'Never just about tenure': UNC Black student groups call for change after tenure debacle

CHAPEL HILL, N.C. (WTVD) -- Just one day after acclaimed journalist Nikole Hannah-Jones decided against accepting a tenured position at UNC-Chapel Hill, instead. taking a job at Howard University, Black organizations on campus came together to present their list of demands to university officials.

During a Wednesday afternoon press conference, members and leaders from the Black Graduate & Professional Association, the Carolina Black Caucus, and the Black Student Movement met inside a room at the Sonja Haynes Stone Center on campus to express their continued support for Hannah-Jones and used the time to share what they called their "2021 Priorities".

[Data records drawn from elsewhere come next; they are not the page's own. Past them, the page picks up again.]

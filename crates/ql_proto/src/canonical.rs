//! Canonical JSON and the strings that get signed or MAC'd.
//!
//! ONE canonical form, used for every byte string fed into RSA-PSS or
//! HMAC: object keys sorted ascending by UTF-8 byte order, no
//! insignificant whitespace, UTF-8 output.  Signer and verifier both call
//! the builders here, so the bytes match or the protocol fails closed.

use serde_json::Value;

use crate::record::Role;

/// Serialise a JSON value canonically: sorted keys, compact separators.
pub fn canonical_bytes(value: &Value) -> Vec<u8> {
    let mut out = String::new();
    write_canonical(value, &mut out);
    out.into_bytes()
}

fn write_canonical(value: &Value, out: &mut String) {
    match value {
        Value::Object(map) => {
            // serde_json's map is sorted already (BTreeMap backing), but a
            // transitively enabled `preserve_order` feature would silently
            // change that. Sort explicitly so the encoding cannot drift.
            let mut keys: Vec<&String> = map.keys().collect();
            keys.sort_unstable();
            out.push('{');
            for (i, key) in keys.iter().enumerate() {
                if i > 0 {
                    out.push(',');
                }
                out.push_str(&serde_json::to_string(key).expect("string serialises"));
                out.push(':');
                write_canonical(&map[key.as_str()], out);
            }
            out.push('}');
        }
        Value::Array(items) => {
            out.push('[');
            for (i, item) in items.iter().enumerate() {
                if i > 0 {
                    out.push(',');
                }
                write_canonical(item, out);
            }
            out.push(']');
        }
        leaf => out.push_str(&serde_json::to_string(leaf).expect("leaf serialises")),
    }
}

// ── Signing payloads ──────────────────────────────────────────────────────────

/// Payload the initiator signs. Binds the intended responder into the
/// signature so an Init cannot be spliced into a session with a different
/// counterparty.
pub fn init_signing_payload(
    responder_id: &str,
    ephemeral_public_b64: &str,
    nonce_b64: &str,
    timestamp_ms: i64,
) -> Vec<u8> {
    canonical_bytes(&serde_json::json!({
        "ephemeralPublic": ephemeral_public_b64,
        "nonce": nonce_b64,
        "responderId": responder_id,
        "timestamp": timestamp_ms,
        "type": "key_exchange_init",
    }))
}

/// Payload the responder signs. Binds the minted session id.
pub fn response_signing_payload(
    session_id: &str,
    ephemeral_public_b64: &str,
    nonce_b64: &str,
    timestamp_ms: i64,
) -> Vec<u8> {
    canonical_bytes(&serde_json::json!({
        "ephemeralPublic": ephemeral_public_b64,
        "nonce": nonce_b64,
        "sessionId": session_id,
        "timestamp": timestamp_ms,
        "type": "key_exchange_response",
    }))
}

/// Input to the key-confirmation HMAC: session id, party role, and the
/// base64 SHA-256 of the raw shared secret.
pub fn confirmation_input(session_id: &str, role: Role, shared_hash_b64: &str) -> String {
    format!("{session_id}|{}|{shared_hash_b64}", role.as_str())
}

"It was never just about tenure," said UNC alum and staff member Jaci Field. "The university has a unique opportunity to get it right. Tar Heels, this is our moment to create fair and lasting change," she said. "Don't let them steal your joy. We are the Carolina family."


The Black student collective began their conference praising Hannah-Jones to accept a position at a university where she is "celebrated" and not "just tolerated".

"This moment is about the systemic issue of racism here at UNC," Field said.

RELATED: 'Now, you see': Nikole Hannah-Jones' UNC tenure battle hits home for some local Black academics

The groups categorized their demands under two areas of opportunity: safety and equity.

Under safety, the groups called for anti-racist alerts sent to students in an effort to protect Black students, the termination of acting UNC police chief Rasheem Holland, the hiring of more permanent, full-time Black counselors trained in racial trauma, and an increase in Black staff in Title IX and the Women's Center.

During the Board of Trustees special meeting to discuss the tenure of Hannah-Jones, students were forcibly removed from the closed-door session. During the altercation, Black Student Movement vice president Julia Clark claims she was punched in the face by Holland. Clark showed pictures of her bruises on Twitter in the days following the incident.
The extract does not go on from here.